Concept prerequisite learning refers to using machine learning models to infer concept prerequisite relation. Wikipedia is a reliable, consistent, and accurate online encyclopedia containing thousands of concepts [20]. Some researchers extracted prerequisite relation from Wikipedia. Talukdar predicted the order of reading material by extracting features of Wikipedia pages, the authors held that before reading a page, one must first understand the page of prerequisite concepts [5]. Liang held that a concept can be expressed through its associated concepts, and they calculated the reference distance for predicting relations [6]. Sayyadiharikandeh proposed that in the click stream of Wikipedia pages, most of the clicks are directed from the concept to its prerequisite concepts [7].

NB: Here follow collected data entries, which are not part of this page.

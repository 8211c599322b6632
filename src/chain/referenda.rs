//! Referenda sources - chain gateway over HTTP and JSON snapshots on disk

use std::path::PathBuf;
use std::time::Duration;

use async_trait::async_trait;
use serde::Deserialize;

use crate::chain::{ChainError, ChainSource};
use crate::models::{Referendum, ReferendumIndex, ReferendumOngoing};

/// One element of the gateway's `/referenda` array
#[derive(Clone, Debug, Deserialize)]
pub struct ReferendumEntry {
    pub index: ReferendumIndex,
    pub info: Referendum,
}

/// Decode a referenda document, keeping the order it lists them in
pub fn parse_referenda(body: &str) -> Result<Vec<(ReferendumIndex, Referendum)>, ChainError> {
    let entries: Vec<ReferendumEntry> = serde_json::from_str(body)?;
    Ok(entries.into_iter().map(|e| (e.index, e.info)).collect())
}

/// Keep only the ongoing referenda, in the order given
pub fn filter_ongoing<I>(referenda: I) -> Vec<(ReferendumIndex, ReferendumOngoing)>
where
    I: IntoIterator<Item = (ReferendumIndex, Referendum)>,
{
    referenda
        .into_iter()
        .filter_map(|(index, referendum)| referendum.into_ongoing().map(|r| (index, r)))
        .collect()
}

/// Chain gateway reachable over HTTP
pub struct HttpSource {
    client: reqwest::Client,
    base_url: String,
}

impl HttpSource {
    pub fn new(base_url: &str) -> Result<Self, ChainError> {
        Ok(HttpSource {
            client: create_client()?,
            base_url: base_url.trim_end_matches('/').to_string(),
        })
    }

    fn referenda_url(&self) -> String {
        format!("{}/referenda", self.base_url)
    }
}

#[async_trait]
impl ChainSource for HttpSource {
    async fn referenda(&self) -> Result<Vec<(ReferendumIndex, Referendum)>, ChainError> {
        let url = self.referenda_url();
        tracing::debug!(url = %url, "Requesting referenda");

        let resp = self
            .client
            .get(&url)
            .header("Accept", "application/json")
            .send()
            .await?;

        let status = resp.status();
        if !status.is_success() {
            return Err(ChainError::Status(status.as_u16()));
        }

        let body = resp.text().await?;
        parse_referenda(&body)
    }

    fn describe(&self) -> String {
        self.base_url.clone()
    }
}

/// Referenda snapshot saved as JSON on disk
pub struct FileSource {
    path: PathBuf,
}

impl FileSource {
    pub fn new(path: impl Into<PathBuf>) -> Self {
        FileSource { path: path.into() }
    }
}

#[async_trait]
impl ChainSource for FileSource {
    async fn referenda(&self) -> Result<Vec<(ReferendumIndex, Referendum)>, ChainError> {
        let body = tokio::fs::read_to_string(&self.path).await?;
        parse_referenda(&body)
    }

    fn describe(&self) -> String {
        self.path.display().to_string()
    }
}

/// HTTP client for the gateway. No request timeout here: the loader owns it.
fn create_client() -> Result<reqwest::Client, ChainError> {
    Ok(reqwest::Client::builder()
        .connect_timeout(Duration::from_secs(10))
        .build()?)
}

#[cfg(test)]
mod tests {
    use super::*;

    const SNAPSHOT: &str = r#"[
        {"index": 1, "info": {"ongoing": {
            "track": 0, "origin": {"system": {"root": null}},
            "proposal": {"lookup": {"hash": "0x01", "len": 10}},
            "enactment": {"at": 900}, "submitted": 10,
            "submissionDeposit": {"who": "alice", "amount": 1},
            "decisionDeposit": null, "deciding": null,
            "tally": {"ayes": 0, "nays": 0, "support": 0}, "inQueue": false}}},
        {"index": 2, "info": {"approved": [40, null, null]}},
        {"index": 3, "info": {"ongoing": {
            "track": 30, "origin": {"origins": "SmallTipper"},
            "proposal": {"inline": "0x0a0b0c"},
            "enactment": {"after": 10}, "submitted": 20,
            "submissionDeposit": {"who": "bob", "amount": "0x10"},
            "decisionDeposit": {"who": "bob", "amount": 5},
            "deciding": {"since": 25, "confirming": 30},
            "tally": {"ayes": "100", "nays": "50", "support": "100"}, "inQueue": true}}},
        {"index": 4, "info": {"killed": 41}}
    ]"#;

    #[test]
    fn test_parse_keeps_order() {
        let referenda = parse_referenda(SNAPSHOT).unwrap();
        let indices: Vec<_> = referenda.iter().map(|(i, _)| *i).collect();
        assert_eq!(indices, vec![1, 2, 3, 4]);
    }

    #[test]
    fn test_filter_ongoing_drops_closed() {
        let ongoing = filter_ongoing(parse_referenda(SNAPSHOT).unwrap());
        let indices: Vec<_> = ongoing.iter().map(|(i, _)| *i).collect();
        assert_eq!(indices, vec![1, 3]);
        assert_eq!(ongoing[1].1.track, 30);
        assert!(ongoing[1].1.in_queue);
    }

    #[test]
    fn test_filter_ongoing_preserves_unsorted_order() {
        let mut referenda = parse_referenda(SNAPSHOT).unwrap();
        referenda.reverse();
        let indices: Vec<_> = filter_ongoing(referenda).into_iter().map(|(i, _)| i).collect();
        assert_eq!(indices, vec![3, 1]);
    }

    #[test]
    fn test_malformed_document() {
        assert!(matches!(parse_referenda("{}"), Err(ChainError::Decode(_))));
        assert!(matches!(
            parse_referenda(r#"[{"index": 1, "info": {"pending": 3}}]"#),
            Err(ChainError::Decode(_))
        ));
    }

    #[tokio::test]
    async fn test_file_source_reads_snapshot() {
        let temp_dir = tempfile::tempdir().unwrap();
        let path = temp_dir.path().join("referenda.json");
        std::fs::write(&path, SNAPSHOT).unwrap();

        let source = FileSource::new(&path);
        let referenda = source.referenda().await.unwrap();
        assert_eq!(referenda.len(), 4);
    }

    #[tokio::test]
    async fn test_file_source_missing_file() {
        let source = FileSource::new("/nonexistent/referenda.json");
        assert!(matches!(source.referenda().await, Err(ChainError::Io(_))));
    }

    #[test]
    fn test_http_source_url() {
        let source = HttpSource::new("http://localhost:8080/").unwrap();
        assert_eq!(source.referenda_url(), "http://localhost:8080/referenda");
    }
}
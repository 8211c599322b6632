//! User configuration, read from `~/.swipevote/config.yaml`

use anyhow::{Context, Result};
use serde::{Deserialize, Serialize};
use std::fs;
use std::path::{Path, PathBuf};
use std::time::Duration;

use crate::constants::{DEFAULT_ENDPOINT, DEFAULT_LOG_FILE, FETCH_DATA_TIMEOUT};
use crate::models::Network;

#[derive(Clone, Debug, PartialEq, Serialize, Deserialize)]
#[serde(default)]
pub struct Config {
    /// Chain gateway URL, `file://` URL or path to a `.json` snapshot
    pub endpoint: String,
    /// Forces the network instead of guessing it from the endpoint
    pub network: Option<Network>,
    pub fetch_timeout_ms: u64,
    pub log_file: String,
}

impl Default for Config {
    fn default() -> Self {
        Config {
            endpoint: String::from(DEFAULT_ENDPOINT),
            network: None,
            fetch_timeout_ms: FETCH_DATA_TIMEOUT.as_millis() as u64,
            log_file: String::from(DEFAULT_LOG_FILE),
        }
    }
}

impl Config {
    pub fn config_dir() -> PathBuf {
        dirs::home_dir()
            .unwrap_or_else(|| PathBuf::from("."))
            .join(".swipevote")
    }

    /// Load from the default location; a missing file gives the defaults
    pub fn load() -> Result<Self> {
        Self::load_from(&Self::config_dir().join("config.yaml"))
    }

    pub fn load_from(path: &Path) -> Result<Self> {
        if !path.exists() {
            return Ok(Config::default());
        }
        let content = fs::read_to_string(path)
            .with_context(|| format!("reading {}", path.display()))?;
        Self::from_yaml_str(&content).with_context(|| format!("parsing {}", path.display()))
    }

    pub fn from_yaml_str(content: &str) -> Result<Self> {
        if content.trim().is_empty() {
            return Ok(Config::default());
        }
        Ok(serde_yaml::from_str(content)?)
    }

    /// Apply command line overrides: the first argument is the endpoint
    pub fn with_args<I, S>(mut self, args: I) -> Self
    where
        I: IntoIterator<Item = S>,
        S: Into<String>,
    {
        if let Some(endpoint) = args.into_iter().next() {
            self.endpoint = endpoint.into();
        }
        self
    }

    pub fn fetch_timeout(&self) -> Duration {
        Duration::from_millis(self.fetch_timeout_ms)
    }

    /// Configured network, else whatever the endpoint suggests
    pub fn resolved_network(&self) -> Option<Network> {
        self.network.or_else(|| Network::detect(&self.endpoint))
    }
}

#[cfg(test)]
mod tests {
    use super::*;

    #[test]
    fn test_missing_file_gives_defaults() {
        let temp_dir = tempfile::tempdir().unwrap();
        let config = Config::load_from(&temp_dir.path().join("config.yaml")).unwrap();
        assert_eq!(config, Config::default());
        assert_eq!(config.fetch_timeout(), Duration::from_millis(15000));
    }

    #[test]
    fn test_partial_file() {
        let yaml = r#"
endpoint: https://gateway.example/kusama
fetch_timeout_ms: 2000
"#;
        let temp_dir = tempfile::tempdir().unwrap();
        let path = temp_dir.path().join("config.yaml");
        std::fs::write(&path, yaml).unwrap();

        let config = Config::load_from(&path).unwrap();
        assert_eq!(config.endpoint, "https://gateway.example/kusama");
        assert_eq!(config.fetch_timeout_ms, 2000);
        assert_eq!(config.log_file, DEFAULT_LOG_FILE);
        assert_eq!(config.resolved_network(), Some(Network::Kusama));
    }

    #[test]
    fn test_explicit_network_wins() {
        let config = Config::from_yaml_str("endpoint: http://kusama.local\nnetwork: westend\n").unwrap();
        assert_eq!(config.resolved_network(), Some(Network::Westend));
    }

    #[test]
    fn test_bad_yaml_is_an_error() {
        assert!(Config::from_yaml_str("network: mars\n").is_err());
        assert_eq!(Config::from_yaml_str("  \n").unwrap(), Config::default());
    }

    #[test]
    fn test_args_override_endpoint() {
        let config = Config::default().with_args(vec!["snapshots/polkadot.json"]);
        assert_eq!(config.endpoint, "snapshots/polkadot.json");
        assert_eq!(config.resolved_network(), Some(Network::Polkadot));
        let untouched = Config::default().with_args(Vec::<String>::new());
        assert_eq!(untouched.endpoint, DEFAULT_ENDPOINT);
    }
}
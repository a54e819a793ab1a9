use std::collections::HashMap;

use crate::rewrite::encode;

/// A caller-supplied custom emoji: one shortcode, two asset URLs.
#[derive(Clone, Debug, Eq, PartialEq)]
pub struct EmojiRecord {
    pub shortcode: String,
    pub url: String,
    pub static_url: String,
}

impl EmojiRecord {
    pub fn new(
        shortcode: impl Into<String>,
        url: impl Into<String>,
        static_url: impl Into<String>,
    ) -> Self {
        Self {
            shortcode: shortcode.into(),
            url: url.into(),
            static_url: static_url.into(),
        }
    }
}

/// Shortcode → asset URL, built fresh per format invocation. The autoplay
/// flag picks the animated or the static asset; later duplicates of a
/// shortcode are ignored.
#[derive(Clone, Debug, Default)]
pub struct EmojiMap {
    by_shortcode: HashMap<String, String>,
}

impl EmojiMap {
    pub fn build(records: &[EmojiRecord], autoplay: bool) -> Self {
        let mut by_shortcode = HashMap::with_capacity(records.len());
        for record in records {
            let url = if autoplay {
                &record.url
            } else {
                &record.static_url
            };
            by_shortcode
                .entry(record.shortcode.clone())
                .or_insert_with(|| url.clone());
        }
        Self { by_shortcode }
    }

    pub fn get(&self, shortcode: &str) -> Option<&str> {
        self.by_shortcode.get(shortcode).map(String::as_str)
    }

    pub fn contains(&self, shortcode: &str) -> bool {
        self.by_shortcode.contains_key(shortcode)
    }

    pub fn is_empty(&self) -> bool {
        self.by_shortcode.is_empty()
    }
}

#[derive(Clone, Copy, Debug, Eq, PartialEq)]
enum ScanState {
    Outside,
    /// `mark` is the output position of the opening `<`.
    InTag { mark: usize },
    /// `mark` is the output position of the opening `:`.
    InShortcode { mark: usize },
}

/// Replaces `:shortcode:` tokens with `<img>` markup for every shortcode in
/// the map.
///
/// Single left-to-right scan over the HTML. Substitution happens only outside
/// tags and outside `<span class="invisible">` wrappers; inside an invisible
/// wrapper, nesting depth rises on every open tag and falls on every close
/// tag, with self-closing tags contributing zero net depth. Unknown and
/// unterminated shortcodes are left untouched, which also makes the pass
/// idempotent: emitted `<img>` markup keeps the shortcode only inside
/// attribute text, where the scanner never substitutes.
pub fn substitute_emoji(html: &str, map: &EmojiMap) -> String {
    if map.is_empty() {
        return html.to_string();
    }

    let mut out = String::with_capacity(html.len() + html.len() / 4);
    let mut state = ScanState::Outside;
    let mut invisible_depth = 0usize;

    for ch in html.chars() {
        match state {
            ScanState::Outside => match ch {
                '<' => {
                    state = ScanState::InTag { mark: out.len() };
                    out.push(ch);
                }
                ':' => {
                    state = ScanState::InShortcode { mark: out.len() };
                    out.push(ch);
                }
                _ => out.push(ch),
            },
            ScanState::InTag { mark } => {
                out.push(ch);
                if ch == '>' {
                    invisible_depth = update_depth(invisible_depth, &out[mark..]);
                    state = ScanState::Outside;
                }
            }
            ScanState::InShortcode { mark } => {
                if ch == ':' {
                    let name = &out[mark + 1..];
                    if invisible_depth == 0 {
                        if let Some(url) = map.get(name) {
                            let img = emoji_img(name, url);
                            out.truncate(mark);
                            out.push_str(&img);
                            state = ScanState::Outside;
                            continue;
                        }
                    }
                    // Not substituted; this colon may open the next token.
                    state = ScanState::InShortcode { mark: out.len() };
                    out.push(ch);
                } else if ch == '<' {
                    state = ScanState::InTag { mark: out.len() };
                    out.push(ch);
                } else if is_shortcode_char(ch) {
                    out.push(ch);
                } else {
                    state = ScanState::Outside;
                    out.push(ch);
                }
            }
        }
    }

    out
}

fn is_shortcode_char(ch: char) -> bool {
    ch.is_ascii_alphanumeric() || matches!(ch, '_' | '+' | '-')
}

/// Tag-structure heuristic for invisible-span nesting: depth starts on the
/// exact `<span class="invisible">` opener; while positive, any open tag
/// increments and any close tag decrements, except self-closing tags.
fn update_depth(depth: usize, tag: &str) -> usize {
    if depth == 0 {
        if tag == "<span class=\"invisible\">" {
            1
        } else {
            0
        }
    } else if tag.starts_with("</") {
        depth - 1
    } else if tag.ends_with("/>") {
        depth
    } else {
        depth + 1
    }
}

fn emoji_img(shortcode: &str, url: &str) -> String {
    let alt = encode(shortcode);
    let src = encode(url);
    format!(
        "<img draggable=\"false\" class=\"emojione\" alt=\":{alt}:\" title=\":{alt}:\" src=\"{src}\" />"
    )
}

Some researchers extracted prerequisite relation from courses, including MOOC and traditional courses. Pan extracted features using various types of materials such as text and video of MOOC courses, and they proposed a method to infer the learning order of concepts based on representation learning [9]. A transformer-based model was proposed by Xiao in order to predict relation of concepts, which can then be used to judge whether there is a watching order between two teaching videos [11]. Alzetta proposed a model to extract prerequisite relations based on deep learning techniques in a real-world educational setting [21]. And they tested the effect of generating learning modules for concepts. Yang conducted an analysis of large-scale educational data to predict the dependencies among concepts, and then courses were designed according to the identified prerequisite relations [22]. And experiments were performed in randomly selected schools to demonstrate the method’s effectiveness. Sun proposed a contextual-knowledge-aware approach to discover concept prerequisite relations based on sparse and unstructured educational data [23]. By using resource concept graph, Zhang proposed a method based on graph network to identify concept prerequisite relation [24].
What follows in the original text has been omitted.